Il destino attende nella mano di Dio,
Lui che da forma a ciò che è ancora informe:
io ho visto queste cose in un dardo di luce di sole.
Il destino attende nella mano di Dio
non nelle mani degli uomini di stato:
costoro, chi bene chi male, fanno piani e progetti, 
mentre i loro scopi mutano nelle loro mani
secondo la trama del tempo.
Vieni, felice dicembre, chi ti celebrerà, chi ti preserverà?
Nascerà di nuovo il Figlio dell'Uomo nel giaciglio di scherno?
Per noi, le povere donne, non c'è l'azione
ma solo l'attendere e il rendere testimonianza.

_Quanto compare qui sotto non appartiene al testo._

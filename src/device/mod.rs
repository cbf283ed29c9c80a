// Device boundary: the capture, input and window capabilities the automation consumes.
// Live OS backends implement these traits; the replay module provides offline ones.

pub mod error;
pub mod replay;
pub mod types;


pub use error::{CaptureError, CaptureResult, InputError, InputResult};
pub use replay::{RecordedAction, RecordingDispatcher, ReplayCapture, StaticWindow};
pub use types::{
    Capture, CaptureRegion, Frame, InputDispatcher, Position, ScrollDirection, WindowInfo,
    WindowManager,
};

(ASSASSINIO NELLA CATTEDRALE
 Festival di Canterbury, giugno 1933)

Il presepio di Belene, 2018. "Mi ha mandato per proclamare ai prigionieri la liberazione, per rimettere in libertà gli oppressi".

Lo scorso anno il Presepe della Comunità cristiana di Belene era dedicato all'opera di misericordia biblica e cristiana: "Ero forestiero, e mi avete accolto", e la Sacra Famiglia era dentro una barca, a ricordo della loro esperienza di mendicanti a Betlemme e di profughi in Egitto.
L'spirazione ci era venuta dalla esperienza di accoglienza tentata dalla nostra Comunità Cristiana durante l'anno e dal messaggio del Santo Padre per la giornata mondiale della pace 2018: "Migranti e rifugiati: uomini e donne in cerca di pace".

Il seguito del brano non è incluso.